Ask yourself whether your credentials are best represented in a chronological or functional structure presentation. The chronological presentation is the most common. It showcases a consistent record of employment and progression. The functional one highlights the most relevant skills. It can be effective for career changers, but risks diluting the sense of career progression.
Feature clearly demarcated sections. The first is ‘Contact Details’, at the top of the page. Skip any personal information such as marital status. You may include, floating on the right, a photo projecting a professional and confident aura.
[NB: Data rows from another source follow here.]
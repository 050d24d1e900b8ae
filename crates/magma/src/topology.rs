//! Topology cache: memoized broker exchanges and queues.
//!
//! Handles are created on first reference and reused for the life of the cache.
//! Each name gets its own `OnceCell`, so concurrent first references issue a
//! single declaration and everyone receives the same handle.

use std::sync::Arc;

use dashmap::DashMap;
use tokio::sync::OnceCell;

use crate::broker::{Broker, BrokerError, Exchange, Queue, Subscription};

/// Binding pattern used between an operation's exchange and its queue.
pub const BIND_ALL: &str = "#";

#[derive(Debug, thiserror::Error)]
pub enum TopologyError {
    #[error("failed to declare exchange '{name}': {source}")]
    Exchange {
        name: String,
        #[source]
        source: BrokerError,
    },
    #[error("failed to declare queue '{name}': {source}")]
    Queue {
        name: String,
        #[source]
        source: BrokerError,
    },
    #[error("failed to bind queue '{queue}' to exchange '{exchange}': {source}")]
    Bind {
        queue: String,
        exchange: String,
        #[source]
        source: BrokerError,
    },
    #[error("failed to subscribe to queue '{queue}': {source}")]
    Subscribe {
        queue: String,
        #[source]
        source: BrokerError,
    },
}

type Slot<T> = Arc<OnceCell<Arc<T>>>;

pub struct TopologyCache {
    broker: Arc<dyn Broker>,
    exchanges: DashMap<String, Slot<dyn Exchange>>,
    queues: DashMap<String, Slot<dyn Queue>>,
}

impl TopologyCache {
    pub fn new(broker: Arc<dyn Broker>) -> Self {
        Self {
            broker,
            exchanges: DashMap::new(),
            queues: DashMap::new(),
        }
    }

    pub fn broker(&self) -> &Arc<dyn Broker> {
        &self.broker
    }

    /// Get or declare the exchange `name`.
    ///
    /// A failed declaration is not cached; the next call tries again.
    pub async fn exchange(&self, name: &str) -> Result<Arc<dyn Exchange>, TopologyError> {
        // Clone the cell out so the map shard is not locked across the await.
        let cell = Arc::clone(&*self.exchanges.entry(name.to_string()).or_default());
        let exchange = cell
            .get_or_try_init(|| async {
                tracing::debug!(exchange = %name, "Declaring exchange");
                self.broker
                    .declare_exchange(name)
                    .await
                    .map_err(|source| TopologyError::Exchange {
                        name: name.to_string(),
                        source,
                    })
            })
            .await?;
        Ok(Arc::clone(exchange))
    }

    /// Get or declare the queue `name`.
    pub async fn queue(&self, name: &str) -> Result<Arc<dyn Queue>, TopologyError> {
        let cell = Arc::clone(&*self.queues.entry(name.to_string()).or_default());
        let queue = cell
            .get_or_try_init(|| async {
                tracing::debug!(queue = %name, "Declaring queue");
                self.broker
                    .declare_queue(name)
                    .await
                    .map_err(|source| TopologyError::Queue {
                        name: name.to_string(),
                        source,
                    })
            })
            .await?;
        Ok(Arc::clone(queue))
    }

    /// Exchange and queue sharing `name`, with the queue bound to receive
    /// everything published on the exchange.
    pub async fn bound_queue(&self, name: &str) -> Result<Arc<dyn Queue>, TopologyError> {
        self.exchange(name).await?;
        let queue = self.queue(name).await?;
        queue
            .bind(name, BIND_ALL)
            .await
            .map_err(|source| TopologyError::Bind {
                queue: name.to_string(),
                exchange: name.to_string(),
                source,
            })?;
        Ok(queue)
    }

    /// `bound_queue(name)` plus a fresh consumer on it.
    pub async fn subscribe(&self, name: &str) -> Result<Subscription, TopologyError> {
        let queue = self.bound_queue(name).await?;
        queue
            .subscribe()
            .await
            .map_err(|source| TopologyError::Subscribe {
                queue: name.to_string(),
                source,
            })
    }

    pub fn cached_exchanges(&self) -> usize {
        self.exchanges.iter().filter(|e| e.value().initialized()).count()
    }

    pub fn cached_queues(&self) -> usize {
        self.queues.iter().filter(|q| q.value().initialized()).count()
    }
}
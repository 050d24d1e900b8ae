//! Envelope types exchanged over the broker.
//!
//! Two envelopes:
//! - **Request** (frontend -> worker): caller parameters flattened at the top level,
//!   plus the correlation token and the caller's headers
//! - **Reply** (worker -> frontend): token, success flag and payload

use serde::{Deserialize, Serialize};

/// Key carrying the correlation token in both envelopes.
pub const TOKEN_FIELD: &str = "correlationToken";

/// Key carrying the caller's transport metadata in a request envelope.
pub const HEADERS_FIELD: &str = "headers";

/// Unique join key between an outbound request and its reply.
///
/// UUID v7 is time-ordered, so tokens stay unique across the process lifetime
/// and sort by creation time in logs.
#[derive(Debug, Clone, Copy, PartialEq, Eq, Hash, PartialOrd, Ord, Serialize, Deserialize)]
#[serde(transparent)]
pub struct CorrelationToken(uuid::Uuid);

impl CorrelationToken {
    pub fn new() -> Self {
        Self(uuid::Uuid::now_v7())
    }

    pub fn as_uuid(&self) -> &uuid::Uuid {
        &self.0
    }

    pub fn parse(s: &str) -> Result<Self, uuid::Error> {
        let uuid = uuid::Uuid::parse_str(s)?;
        Ok(Self(uuid))
    }
}

impl Default for CorrelationToken {
    fn default() -> Self {
        Self::new()
    }
}

impl std::fmt::Display for CorrelationToken {
    fn fmt(&self, f: &mut std::fmt::Formatter<'_>) -> std::fmt::Result {
        write!(f, "{}", self.0)
    }
}

pub type Params = serde_json::Map<String, serde_json::Value>;

/// Outbound request published to `<resource>.<operation>`.
///
/// Caller parameters live at the top level of the JSON object, next to the
/// token and headers.
#[derive(Debug, Clone, PartialEq, Serialize, Deserialize)]
pub struct RequestEnvelope {
    #[serde(flatten)]
    pub params: Params,
    #[serde(rename = "correlationToken")]
    pub token: CorrelationToken,
    #[serde(default, skip_serializing_if = "Option::is_none")]
    pub headers: Option<Params>,
}

impl RequestEnvelope {
    /// Build an envelope, dropping caller parameters that collide with the
    /// reserved token/headers keys.
    pub fn new(mut params: Params, token: CorrelationToken, headers: Option<Params>) -> Self {
        params.remove(TOKEN_FIELD);
        params.remove(HEADERS_FIELD);
        Self {
            params,
            token,
            headers,
        }
    }
}

/// Reply published by a worker to `<resource>.replyTo`.
#[derive(Debug, Clone, PartialEq, Serialize, Deserialize)]
pub struct ReplyEnvelope {
    #[serde(rename = "correlationToken")]
    pub token: CorrelationToken,
    pub successful: bool,
    #[serde(default)]
    pub data: serde_json::Value,
}

impl ReplyEnvelope {
    pub fn success(token: CorrelationToken, data: serde_json::Value) -> Self {
        Self {
            token,
            successful: true,
            data,
        }
    }

    pub fn failure(token: CorrelationToken, data: serde_json::Value) -> Self {
        Self {
            token,
            successful: false,
            data,
        }
    }

    /// Strip the token; what remains is what the caller sees.
    pub fn into_outcome(self) -> Outcome {
        if self.successful {
            Outcome::Success(self.data)
        } else {
            Outcome::Failure(self.data)
        }
    }
}

/// Caller-facing result of a correlated request. Never carries the token.
#[derive(Debug, Clone, PartialEq)]
pub enum Outcome {
    Success(serde_json::Value),
    Failure(serde_json::Value),
}

impl Outcome {
    pub fn is_success(&self) -> bool {
        matches!(self, Self::Success(_))
    }

    pub fn data(&self) -> &serde_json::Value {
        match self {
            Self::Success(data) | Self::Failure(data) => data,
        }
    }

    pub fn into_data(self) -> serde_json::Value {
        match self {
            Self::Success(data) | Self::Failure(data) => data,
        }
    }

    /// Body returned to synchronous callers: the reply envelope minus its token.
    pub fn to_body(&self) -> serde_json::Value {
        serde_json::json!({
            "successful": self.is_success(),
            "data": self.data(),
        })
    }
}
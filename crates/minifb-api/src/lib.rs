pub mod error;
pub mod extract;
pub mod feed;
pub mod friends;
pub mod middleware;
pub mod profiles;
pub mod routes;
pub mod state;
pub mod statuses;
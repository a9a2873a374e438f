use chrono::{DateTime, Utc};
use serde::{Deserialize, Serialize};
use uuid::Uuid;

use crate::models::{Profile, StatusMessage};

// -- Profiles --

#[derive(Debug, Deserialize)]
#[serde(deny_unknown_fields)]
pub struct CreateProfileRequest {
    /// Display handle recorded for the account on first signup.
    pub username: String,
    #[serde(default)]
    pub first_name: String,
    #[serde(default)]
    pub last_name: String,
    #[serde(default)]
    pub city: String,
    pub email: String,
    pub image_url: Option<String>,
}

/// Only these fields may change after signup.
#[derive(Debug, Default, Deserialize)]
#[serde(deny_unknown_fields)]
pub struct UpdateProfileRequest {
    pub city: Option<String>,
    pub email: Option<String>,
    pub image_url: Option<String>,
}

/// A profile as shown to other clients. The owning account id is left out:
/// it is what callers present to act as that account.
#[derive(Debug, Clone, PartialEq, Eq, Serialize, Deserialize)]
pub struct ProfileResponse {
    pub id: Uuid,
    pub first_name: String,
    pub last_name: String,
    pub city: String,
    pub email: String,
    pub image_url: Option<String>,
    pub created_at: DateTime<Utc>,
}

impl From<Profile> for ProfileResponse {
    fn from(p: Profile) -> Self {
        Self {
            id: p.id,
            first_name: p.first_name,
            last_name: p.last_name,
            city: p.city,
            email: p.email,
            image_url: p.image_url,
            created_at: p.created_at,
        }
    }
}

#[derive(Debug, Serialize, Deserialize)]
pub struct ProfilePageResponse {
    pub profile: ProfileResponse,
    pub status_messages: Vec<StatusMessage>,
}

// -- Status messages --

#[derive(Debug, Clone, Deserialize, Serialize)]
#[serde(deny_unknown_fields)]
pub struct AttachmentRequest {
    pub file_ref: String,
    pub caption: Option<String>,
}

#[derive(Debug, Deserialize)]
#[serde(deny_unknown_fields)]
pub struct PostStatusRequest {
    pub message: String,
    #[serde(default)]
    pub attachments: Vec<AttachmentRequest>,
}

#[derive(Debug, Deserialize)]
#[serde(deny_unknown_fields)]
pub struct UpdateStatusRequest {
    pub message: String,
}

#[derive(Debug, Serialize, Deserialize)]
pub struct FailedAttachmentResponse {
    pub index: usize,
    pub error: String,
}

#[derive(Debug, Serialize, Deserialize)]
pub struct PostStatusResponse {
    pub status: StatusMessage,
    pub failed_attachments: Vec<FailedAttachmentResponse>,
}

// -- Friends --

#[derive(Debug, Serialize, Deserialize)]
pub struct AddFriendResponse {
    pub profile_id: Uuid,
    pub friend_id: Uuid,
    pub created_at: DateTime<Utc>,
}

// -- Errors --

#[derive(Debug, Serialize, Deserialize)]
pub struct ErrorResponse {
    pub error: String,
}
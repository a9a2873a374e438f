use axum::{Extension, Json, extract::State, http::StatusCode, response::IntoResponse};
use uuid::Uuid;

use minifb_types::api::{AddFriendResponse, ProfileResponse};
use minifb_types::models::AccountId;

use crate::error::ApiError;
use crate::extract::ApiPath;
use crate::state::{AppState, blocking};

/// GET /me/friends
pub async fn list_friends(
    State(state): State<AppState>,
    Extension(account): Extension<AccountId>,
) -> Result<impl IntoResponse, ApiError> {
    let friends = blocking(&state, move |db| {
        let me = minifb_social::profile_for_account(db, account)?;
        minifb_social::connections_of(db, &me)
    })
    .await?;

    Ok(Json(friends.into_iter().map(ProfileResponse::from).collect::<Vec<_>>()))
}

/// POST /me/friends/{other_id} — befriend another profile, effective at once.
pub async fn add_friend(
    State(state): State<AppState>,
    ApiPath(other_id): ApiPath<Uuid>,
    Extension(account): Extension<AccountId>,
) -> Result<impl IntoResponse, ApiError> {
    let (me, edge) = blocking(&state, move |db| {
        let me = minifb_social::profile_for_account(db, account)?;
        let other = minifb_social::get_profile(db, other_id)?;
        let edge = minifb_social::add_edge(db, &me, &other)?;
        Ok((me, edge))
    })
    .await?;

    Ok((
        StatusCode::CREATED,
        Json(AddFriendResponse {
            profile_id: me.id,
            friend_id: other_id,
            created_at: edge.created_at,
        }),
    ))
}

/// GET /me/suggestions — everyone the caller is not yet friends with.
pub async fn suggestions(
    State(state): State<AppState>,
    Extension(account): Extension<AccountId>,
) -> Result<impl IntoResponse, ApiError> {
    let suggestions = blocking(&state, move |db| {
        let me = minifb_social::profile_for_account(db, account)?;
        minifb_social::suggestions_for(db, &me)
    })
    .await?;

    Ok(Json(suggestions.into_iter().map(ProfileResponse::from).collect::<Vec<_>>()))
}
pub mod api;
pub mod models;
Below, feature your ‘Professional Experience’. State in descending chronology each role you had with a sentence that encapsulates your responsibility and three to five bullet points that assert your accomplishments. Next, insert the ‘Education’ section. State your degrees and any leadership or studies abroad, but do not list courses.
Optional sections can further enrich your resume. One is the ‘Summary’ of ‘Profile’. In a short paragraph, you can captivate your reader with a key message. It can be beneficial, but leave any jargon or repetition out. Another one is ‘Personal Interests’. You should only include if it reinforces your story or is unusual. References such as ‘Objective’ and ‘References’ are outdated.
4. Compelling Writing
Your CV should be concise and accurate. So aim for a straightforward style when you elaborate a point. Your end result should be a resume that values meaning over effect.
One temptation for many is to signal expertise through showy or overly technical words. Avoid self-assertive but generic words such as ‘goal-oriented’, ‘competent’, or ‘independent’. By themselves, these words are vague and tend to be disregarded. Don’t assume your assessor to be naive. Instead, let him or her draw the right conclusions based on the actual evidence you present.
On a related note, write with emphasis and precision. State <em>specifically</em> what you did, how you did it, and what impact you achieved. It is not enough to say you ‘assisted’ in a certain function. How did you assist? - by conducting research? - by creating reports? - by chairing meetings? Say it was the latter. You might phrase it as ‘Defined agenda for executive meetings and implemented new reports and voting procedures, tripling the number of decisions and decreasing time consumed by 25%’. What matters is the content of your experience, not the general shape.
The same principle holds in your record of employment. Unless your company is a household name, explain briefly what it does. If your former job title is not self-evident, elaborate briefly on your responsibilities. If a former project was more challenging because of, for instance, a tight budget, a skeptical team, or time-constraints, emphasise how you addressed them so that it counts in your favour.
5. Flawless Form
The form of your resume matters more than you may think. Too many gatekeepers are hypersensitive to orthographical slips and inconsistencies, so do not run the risk of being anything less than meticulous.
One thing to insist on is orthography. Do not take a hyphen for a dash. Know that native and proficient English-speakers bristle at seeing American and British spelling rolled into one confused hybrid. Be consistent in the use of single or double quotation marks, italicisation, hyphenation and capitalisation. Often the relevant rule is style-specific, so consult an online dictionary that offers that specificity.
At a visual level, refine your layout. Double-check your indenting, lists, sections, and spacing. The aesthetic quality of your layout will meet scrutinising eyes even before words are processed. The page needs to ‘breathe’ — without looking empty - and to be sensibly used from top to bottom - without overwhelming the eye with a barrage of details.
Stick to a traditional layout and fonts. That means a 9-12 font size against a white background. Be consistent in the use of different sizes, for example for the companies your worked for. Use bold, italic, or underline sparingly. Your CV needs to stand out by virtue of its content, not by its eye-catching form - so refrain from special 'visual' effects.